Collected data entries.
========================================

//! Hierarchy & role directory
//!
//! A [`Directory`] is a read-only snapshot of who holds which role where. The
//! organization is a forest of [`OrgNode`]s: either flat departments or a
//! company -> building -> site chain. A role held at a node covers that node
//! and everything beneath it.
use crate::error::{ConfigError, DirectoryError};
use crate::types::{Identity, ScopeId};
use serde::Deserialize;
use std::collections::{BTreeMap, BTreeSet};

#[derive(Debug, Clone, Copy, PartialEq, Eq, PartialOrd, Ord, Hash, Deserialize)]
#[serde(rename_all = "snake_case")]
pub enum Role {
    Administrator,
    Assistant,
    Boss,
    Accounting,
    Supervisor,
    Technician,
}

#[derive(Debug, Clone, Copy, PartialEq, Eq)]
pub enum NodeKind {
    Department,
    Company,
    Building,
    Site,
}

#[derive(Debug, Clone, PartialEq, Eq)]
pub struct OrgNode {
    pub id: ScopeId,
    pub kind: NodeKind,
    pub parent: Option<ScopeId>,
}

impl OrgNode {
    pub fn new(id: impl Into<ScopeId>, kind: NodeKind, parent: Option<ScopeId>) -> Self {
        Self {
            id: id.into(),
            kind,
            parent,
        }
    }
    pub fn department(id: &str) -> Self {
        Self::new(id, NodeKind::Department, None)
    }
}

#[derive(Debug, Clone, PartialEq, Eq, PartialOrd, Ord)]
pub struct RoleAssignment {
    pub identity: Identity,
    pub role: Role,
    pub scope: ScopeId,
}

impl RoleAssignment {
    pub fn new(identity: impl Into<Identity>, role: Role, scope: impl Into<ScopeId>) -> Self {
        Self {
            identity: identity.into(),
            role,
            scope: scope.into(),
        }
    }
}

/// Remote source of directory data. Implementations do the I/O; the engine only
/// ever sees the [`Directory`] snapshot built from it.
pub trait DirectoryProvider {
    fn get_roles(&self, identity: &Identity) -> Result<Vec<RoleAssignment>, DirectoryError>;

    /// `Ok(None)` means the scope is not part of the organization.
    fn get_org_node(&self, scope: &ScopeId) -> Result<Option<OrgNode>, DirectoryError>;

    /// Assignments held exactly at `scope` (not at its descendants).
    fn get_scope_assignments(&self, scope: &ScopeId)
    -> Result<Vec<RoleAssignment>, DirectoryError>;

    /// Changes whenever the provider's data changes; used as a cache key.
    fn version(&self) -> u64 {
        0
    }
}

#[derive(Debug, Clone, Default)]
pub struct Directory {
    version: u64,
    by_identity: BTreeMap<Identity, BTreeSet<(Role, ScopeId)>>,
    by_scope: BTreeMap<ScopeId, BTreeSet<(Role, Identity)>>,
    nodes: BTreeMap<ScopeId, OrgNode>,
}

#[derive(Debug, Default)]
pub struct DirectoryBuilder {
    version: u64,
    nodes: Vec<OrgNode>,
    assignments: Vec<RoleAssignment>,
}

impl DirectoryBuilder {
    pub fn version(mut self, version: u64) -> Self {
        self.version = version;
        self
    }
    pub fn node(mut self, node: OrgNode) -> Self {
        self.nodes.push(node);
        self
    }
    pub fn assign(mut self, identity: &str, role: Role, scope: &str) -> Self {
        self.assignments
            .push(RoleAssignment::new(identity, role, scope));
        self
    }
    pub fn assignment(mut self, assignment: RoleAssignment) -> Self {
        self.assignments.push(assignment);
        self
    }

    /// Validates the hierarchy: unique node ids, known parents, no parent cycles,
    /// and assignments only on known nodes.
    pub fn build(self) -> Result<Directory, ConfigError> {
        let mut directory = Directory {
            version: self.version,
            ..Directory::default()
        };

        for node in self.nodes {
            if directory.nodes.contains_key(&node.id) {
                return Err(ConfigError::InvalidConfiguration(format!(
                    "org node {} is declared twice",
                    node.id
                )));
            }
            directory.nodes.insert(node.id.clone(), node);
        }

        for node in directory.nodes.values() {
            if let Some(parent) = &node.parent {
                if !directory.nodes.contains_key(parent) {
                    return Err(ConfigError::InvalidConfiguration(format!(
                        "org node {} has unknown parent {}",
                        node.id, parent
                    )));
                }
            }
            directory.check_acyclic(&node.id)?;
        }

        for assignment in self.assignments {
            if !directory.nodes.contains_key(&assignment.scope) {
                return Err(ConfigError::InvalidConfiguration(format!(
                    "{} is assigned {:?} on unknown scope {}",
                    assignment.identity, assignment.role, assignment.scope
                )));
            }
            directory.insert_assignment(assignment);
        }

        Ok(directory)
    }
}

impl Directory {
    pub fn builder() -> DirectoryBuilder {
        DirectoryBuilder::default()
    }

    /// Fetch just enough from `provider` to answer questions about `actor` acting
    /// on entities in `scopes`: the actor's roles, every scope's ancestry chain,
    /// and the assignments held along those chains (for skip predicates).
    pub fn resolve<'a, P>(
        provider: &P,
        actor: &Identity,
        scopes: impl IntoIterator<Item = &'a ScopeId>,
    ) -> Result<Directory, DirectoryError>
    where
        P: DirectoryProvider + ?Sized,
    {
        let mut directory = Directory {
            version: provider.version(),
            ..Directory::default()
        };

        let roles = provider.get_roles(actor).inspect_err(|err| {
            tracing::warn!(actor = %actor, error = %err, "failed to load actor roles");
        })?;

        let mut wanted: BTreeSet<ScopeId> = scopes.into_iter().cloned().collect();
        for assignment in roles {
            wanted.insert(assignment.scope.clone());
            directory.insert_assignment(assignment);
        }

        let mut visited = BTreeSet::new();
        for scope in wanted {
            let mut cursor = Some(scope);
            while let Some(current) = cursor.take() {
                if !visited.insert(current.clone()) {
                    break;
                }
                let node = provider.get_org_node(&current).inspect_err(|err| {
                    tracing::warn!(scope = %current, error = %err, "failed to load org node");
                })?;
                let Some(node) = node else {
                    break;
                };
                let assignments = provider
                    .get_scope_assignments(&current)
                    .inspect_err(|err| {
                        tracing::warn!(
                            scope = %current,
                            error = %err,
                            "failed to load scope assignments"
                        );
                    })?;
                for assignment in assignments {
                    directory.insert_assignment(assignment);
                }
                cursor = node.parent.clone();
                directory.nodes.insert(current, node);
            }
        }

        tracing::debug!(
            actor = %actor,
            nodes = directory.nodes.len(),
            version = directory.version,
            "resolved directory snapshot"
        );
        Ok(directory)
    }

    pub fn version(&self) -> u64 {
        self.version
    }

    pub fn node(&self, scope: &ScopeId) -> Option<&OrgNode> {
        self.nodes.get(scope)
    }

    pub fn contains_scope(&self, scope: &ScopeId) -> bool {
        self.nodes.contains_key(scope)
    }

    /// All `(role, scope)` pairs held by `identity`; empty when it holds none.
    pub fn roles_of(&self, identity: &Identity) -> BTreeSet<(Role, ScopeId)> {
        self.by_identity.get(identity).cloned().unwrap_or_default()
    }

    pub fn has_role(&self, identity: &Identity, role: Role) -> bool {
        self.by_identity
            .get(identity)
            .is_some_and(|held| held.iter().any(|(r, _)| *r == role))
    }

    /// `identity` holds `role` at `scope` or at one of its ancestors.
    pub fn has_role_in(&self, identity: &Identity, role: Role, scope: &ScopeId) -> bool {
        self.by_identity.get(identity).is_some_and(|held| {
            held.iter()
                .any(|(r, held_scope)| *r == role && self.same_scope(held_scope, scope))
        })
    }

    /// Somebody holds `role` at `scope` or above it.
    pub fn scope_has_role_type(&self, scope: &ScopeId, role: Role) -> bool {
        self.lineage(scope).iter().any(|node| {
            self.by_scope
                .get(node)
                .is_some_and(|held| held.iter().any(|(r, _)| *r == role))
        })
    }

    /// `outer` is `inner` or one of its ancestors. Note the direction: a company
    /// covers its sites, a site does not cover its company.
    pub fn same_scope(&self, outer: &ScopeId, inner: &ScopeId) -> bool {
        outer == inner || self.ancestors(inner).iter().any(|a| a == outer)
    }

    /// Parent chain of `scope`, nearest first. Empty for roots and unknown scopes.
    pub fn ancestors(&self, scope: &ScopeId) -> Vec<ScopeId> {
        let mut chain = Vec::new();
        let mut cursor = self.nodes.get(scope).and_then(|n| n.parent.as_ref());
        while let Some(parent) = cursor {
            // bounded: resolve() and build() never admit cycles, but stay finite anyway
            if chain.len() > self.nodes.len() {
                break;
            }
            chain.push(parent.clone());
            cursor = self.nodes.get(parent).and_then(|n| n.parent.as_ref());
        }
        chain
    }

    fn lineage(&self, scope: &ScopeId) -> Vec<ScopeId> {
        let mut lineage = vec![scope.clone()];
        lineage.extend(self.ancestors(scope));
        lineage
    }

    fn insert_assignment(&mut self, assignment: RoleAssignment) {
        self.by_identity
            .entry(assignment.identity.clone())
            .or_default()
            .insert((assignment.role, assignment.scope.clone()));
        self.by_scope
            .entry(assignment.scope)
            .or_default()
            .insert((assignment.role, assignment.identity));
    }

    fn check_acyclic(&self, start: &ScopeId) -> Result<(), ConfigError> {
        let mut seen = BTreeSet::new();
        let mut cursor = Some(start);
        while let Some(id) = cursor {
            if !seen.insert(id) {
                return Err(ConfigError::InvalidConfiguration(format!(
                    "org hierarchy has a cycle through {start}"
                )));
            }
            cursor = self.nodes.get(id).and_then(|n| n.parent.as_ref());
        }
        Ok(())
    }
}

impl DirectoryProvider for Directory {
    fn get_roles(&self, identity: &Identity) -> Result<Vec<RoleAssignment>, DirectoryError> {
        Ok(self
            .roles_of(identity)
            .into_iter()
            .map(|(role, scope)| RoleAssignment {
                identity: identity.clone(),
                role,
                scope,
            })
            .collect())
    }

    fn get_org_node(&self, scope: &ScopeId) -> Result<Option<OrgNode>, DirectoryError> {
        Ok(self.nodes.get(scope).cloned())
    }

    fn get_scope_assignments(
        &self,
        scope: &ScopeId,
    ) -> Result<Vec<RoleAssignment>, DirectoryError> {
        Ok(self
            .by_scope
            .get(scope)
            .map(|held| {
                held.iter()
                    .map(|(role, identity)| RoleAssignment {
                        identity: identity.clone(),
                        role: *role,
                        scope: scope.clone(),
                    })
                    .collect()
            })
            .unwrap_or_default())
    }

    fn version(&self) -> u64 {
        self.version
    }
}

========================================

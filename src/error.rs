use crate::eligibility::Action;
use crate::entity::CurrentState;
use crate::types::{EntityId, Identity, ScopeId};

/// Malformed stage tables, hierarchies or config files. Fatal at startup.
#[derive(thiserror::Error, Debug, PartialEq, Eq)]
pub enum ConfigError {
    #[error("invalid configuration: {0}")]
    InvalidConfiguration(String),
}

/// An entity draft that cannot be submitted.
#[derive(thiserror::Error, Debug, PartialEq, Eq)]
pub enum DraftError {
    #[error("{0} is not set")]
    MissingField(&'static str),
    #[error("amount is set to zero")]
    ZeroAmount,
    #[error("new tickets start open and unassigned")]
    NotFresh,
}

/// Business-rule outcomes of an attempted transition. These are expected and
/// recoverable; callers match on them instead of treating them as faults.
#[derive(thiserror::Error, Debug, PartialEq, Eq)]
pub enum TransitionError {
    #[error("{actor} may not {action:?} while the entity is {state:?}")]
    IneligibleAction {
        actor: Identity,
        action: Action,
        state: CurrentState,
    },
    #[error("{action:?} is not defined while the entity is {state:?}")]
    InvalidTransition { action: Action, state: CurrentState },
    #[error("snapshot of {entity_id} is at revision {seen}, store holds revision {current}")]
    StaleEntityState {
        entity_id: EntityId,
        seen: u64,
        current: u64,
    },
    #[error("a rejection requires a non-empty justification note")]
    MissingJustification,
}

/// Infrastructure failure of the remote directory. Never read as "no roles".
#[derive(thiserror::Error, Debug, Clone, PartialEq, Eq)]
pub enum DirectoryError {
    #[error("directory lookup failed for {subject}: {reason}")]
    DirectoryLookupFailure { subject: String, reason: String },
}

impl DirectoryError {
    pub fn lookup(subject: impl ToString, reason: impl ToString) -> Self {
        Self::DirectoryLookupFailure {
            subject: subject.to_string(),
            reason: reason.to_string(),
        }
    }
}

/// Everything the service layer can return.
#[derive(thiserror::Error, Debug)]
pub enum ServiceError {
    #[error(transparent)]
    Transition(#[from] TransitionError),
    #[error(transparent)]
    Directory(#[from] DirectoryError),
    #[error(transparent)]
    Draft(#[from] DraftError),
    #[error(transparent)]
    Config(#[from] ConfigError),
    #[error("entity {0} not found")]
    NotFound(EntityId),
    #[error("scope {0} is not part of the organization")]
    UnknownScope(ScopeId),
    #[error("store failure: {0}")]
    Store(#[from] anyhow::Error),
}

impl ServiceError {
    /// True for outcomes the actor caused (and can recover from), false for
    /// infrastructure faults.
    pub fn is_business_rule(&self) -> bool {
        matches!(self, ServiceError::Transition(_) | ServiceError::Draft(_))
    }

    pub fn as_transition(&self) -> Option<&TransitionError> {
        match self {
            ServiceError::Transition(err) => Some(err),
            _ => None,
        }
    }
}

========================================

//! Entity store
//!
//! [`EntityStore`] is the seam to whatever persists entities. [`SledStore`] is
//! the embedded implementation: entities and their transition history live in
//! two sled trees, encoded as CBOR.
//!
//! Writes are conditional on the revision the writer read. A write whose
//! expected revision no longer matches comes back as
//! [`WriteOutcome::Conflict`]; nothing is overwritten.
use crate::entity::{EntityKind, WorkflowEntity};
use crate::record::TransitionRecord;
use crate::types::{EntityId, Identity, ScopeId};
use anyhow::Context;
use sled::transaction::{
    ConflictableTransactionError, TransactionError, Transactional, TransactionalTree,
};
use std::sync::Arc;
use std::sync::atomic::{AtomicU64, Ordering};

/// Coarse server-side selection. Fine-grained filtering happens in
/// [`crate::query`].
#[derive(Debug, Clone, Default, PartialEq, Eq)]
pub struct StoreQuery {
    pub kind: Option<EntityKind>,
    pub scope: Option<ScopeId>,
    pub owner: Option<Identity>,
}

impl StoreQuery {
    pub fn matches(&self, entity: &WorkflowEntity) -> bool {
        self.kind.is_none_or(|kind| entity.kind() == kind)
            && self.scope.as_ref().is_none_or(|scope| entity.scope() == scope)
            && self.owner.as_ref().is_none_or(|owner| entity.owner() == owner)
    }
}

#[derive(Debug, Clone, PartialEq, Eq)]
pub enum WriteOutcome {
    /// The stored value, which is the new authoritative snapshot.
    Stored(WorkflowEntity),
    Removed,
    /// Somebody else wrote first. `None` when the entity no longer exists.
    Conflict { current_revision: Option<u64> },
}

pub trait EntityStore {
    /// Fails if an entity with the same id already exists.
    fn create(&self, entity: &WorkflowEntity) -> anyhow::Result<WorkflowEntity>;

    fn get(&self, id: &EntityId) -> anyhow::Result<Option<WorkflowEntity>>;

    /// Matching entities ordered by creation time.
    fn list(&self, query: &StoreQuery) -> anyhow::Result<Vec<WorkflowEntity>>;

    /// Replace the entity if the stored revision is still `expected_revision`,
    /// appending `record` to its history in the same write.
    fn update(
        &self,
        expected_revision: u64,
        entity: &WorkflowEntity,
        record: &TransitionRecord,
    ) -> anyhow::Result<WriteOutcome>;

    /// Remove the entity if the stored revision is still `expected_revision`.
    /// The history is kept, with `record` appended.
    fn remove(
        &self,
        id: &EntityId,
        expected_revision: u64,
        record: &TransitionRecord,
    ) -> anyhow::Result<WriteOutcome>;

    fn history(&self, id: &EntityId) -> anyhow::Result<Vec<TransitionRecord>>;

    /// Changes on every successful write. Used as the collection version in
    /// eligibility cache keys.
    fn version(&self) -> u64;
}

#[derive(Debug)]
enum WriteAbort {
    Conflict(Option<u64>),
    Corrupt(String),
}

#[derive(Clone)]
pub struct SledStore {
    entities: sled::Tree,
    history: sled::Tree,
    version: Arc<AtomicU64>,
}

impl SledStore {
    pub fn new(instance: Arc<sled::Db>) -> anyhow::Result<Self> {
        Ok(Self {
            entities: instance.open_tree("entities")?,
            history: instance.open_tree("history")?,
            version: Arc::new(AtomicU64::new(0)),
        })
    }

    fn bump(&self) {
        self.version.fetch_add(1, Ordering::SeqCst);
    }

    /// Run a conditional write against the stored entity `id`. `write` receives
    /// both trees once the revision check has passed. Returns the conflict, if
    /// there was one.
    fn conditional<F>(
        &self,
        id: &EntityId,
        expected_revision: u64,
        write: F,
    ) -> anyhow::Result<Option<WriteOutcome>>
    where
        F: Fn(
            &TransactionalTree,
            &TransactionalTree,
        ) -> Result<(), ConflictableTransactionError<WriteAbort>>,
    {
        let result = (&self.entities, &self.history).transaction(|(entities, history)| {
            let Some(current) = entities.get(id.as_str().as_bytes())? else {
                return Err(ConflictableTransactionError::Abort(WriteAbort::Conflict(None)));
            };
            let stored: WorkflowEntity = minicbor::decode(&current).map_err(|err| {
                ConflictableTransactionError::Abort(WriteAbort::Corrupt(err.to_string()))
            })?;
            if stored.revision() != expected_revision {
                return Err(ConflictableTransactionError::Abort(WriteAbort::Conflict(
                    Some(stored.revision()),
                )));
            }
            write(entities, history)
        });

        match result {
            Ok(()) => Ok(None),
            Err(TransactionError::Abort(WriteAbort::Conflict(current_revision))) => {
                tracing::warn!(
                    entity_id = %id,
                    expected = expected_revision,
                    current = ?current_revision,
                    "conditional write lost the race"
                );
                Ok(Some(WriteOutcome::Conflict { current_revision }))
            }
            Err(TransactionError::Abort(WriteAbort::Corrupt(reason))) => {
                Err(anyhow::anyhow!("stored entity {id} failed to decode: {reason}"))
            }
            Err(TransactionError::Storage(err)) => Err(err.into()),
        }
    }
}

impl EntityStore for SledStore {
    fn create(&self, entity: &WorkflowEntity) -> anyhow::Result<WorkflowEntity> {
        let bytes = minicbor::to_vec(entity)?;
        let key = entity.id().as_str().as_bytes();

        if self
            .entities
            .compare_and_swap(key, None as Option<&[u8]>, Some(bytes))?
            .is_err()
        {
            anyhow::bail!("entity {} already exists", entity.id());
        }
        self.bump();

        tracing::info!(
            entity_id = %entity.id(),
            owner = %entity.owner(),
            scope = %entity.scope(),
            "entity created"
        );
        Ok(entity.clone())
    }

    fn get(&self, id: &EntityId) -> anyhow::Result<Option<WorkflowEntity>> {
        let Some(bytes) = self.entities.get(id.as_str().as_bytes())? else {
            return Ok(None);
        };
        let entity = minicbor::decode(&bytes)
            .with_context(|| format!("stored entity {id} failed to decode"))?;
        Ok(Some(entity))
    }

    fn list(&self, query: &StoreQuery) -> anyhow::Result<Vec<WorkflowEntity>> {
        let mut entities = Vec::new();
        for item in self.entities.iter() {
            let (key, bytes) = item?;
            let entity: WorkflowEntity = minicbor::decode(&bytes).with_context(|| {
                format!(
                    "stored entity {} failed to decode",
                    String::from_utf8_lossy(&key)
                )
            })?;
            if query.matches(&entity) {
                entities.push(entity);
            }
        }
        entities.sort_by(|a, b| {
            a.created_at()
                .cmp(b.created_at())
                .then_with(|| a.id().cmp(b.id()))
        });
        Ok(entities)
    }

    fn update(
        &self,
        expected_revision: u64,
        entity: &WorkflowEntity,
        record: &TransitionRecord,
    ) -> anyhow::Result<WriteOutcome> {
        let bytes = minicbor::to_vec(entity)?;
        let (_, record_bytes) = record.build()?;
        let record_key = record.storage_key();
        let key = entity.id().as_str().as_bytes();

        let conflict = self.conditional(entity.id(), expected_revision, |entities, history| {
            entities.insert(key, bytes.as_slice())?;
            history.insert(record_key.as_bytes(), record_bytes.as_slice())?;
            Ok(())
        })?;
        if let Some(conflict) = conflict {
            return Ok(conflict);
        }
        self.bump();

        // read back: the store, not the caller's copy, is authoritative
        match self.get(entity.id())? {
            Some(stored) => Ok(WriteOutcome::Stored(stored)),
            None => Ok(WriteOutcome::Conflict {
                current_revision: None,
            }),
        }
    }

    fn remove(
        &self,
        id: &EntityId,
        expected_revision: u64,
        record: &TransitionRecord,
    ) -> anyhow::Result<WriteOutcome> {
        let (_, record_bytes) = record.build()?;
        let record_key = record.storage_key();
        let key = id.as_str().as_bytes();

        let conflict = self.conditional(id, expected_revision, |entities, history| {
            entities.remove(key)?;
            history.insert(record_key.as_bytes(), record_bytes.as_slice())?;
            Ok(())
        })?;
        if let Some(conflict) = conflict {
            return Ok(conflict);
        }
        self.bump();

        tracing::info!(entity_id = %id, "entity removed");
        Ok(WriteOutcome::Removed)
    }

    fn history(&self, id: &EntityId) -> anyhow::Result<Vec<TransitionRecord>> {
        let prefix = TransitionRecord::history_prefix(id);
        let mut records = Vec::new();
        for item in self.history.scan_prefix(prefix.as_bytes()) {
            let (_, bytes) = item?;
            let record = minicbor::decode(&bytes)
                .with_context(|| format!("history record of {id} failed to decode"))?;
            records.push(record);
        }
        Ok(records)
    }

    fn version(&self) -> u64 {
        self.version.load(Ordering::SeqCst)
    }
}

========================================

Work task. Pull out each line of the records holding the string "that".

Reply.
//! company -> building -> site chain. A role held at a node covers that node
/// An entity draft that cannot be submitted.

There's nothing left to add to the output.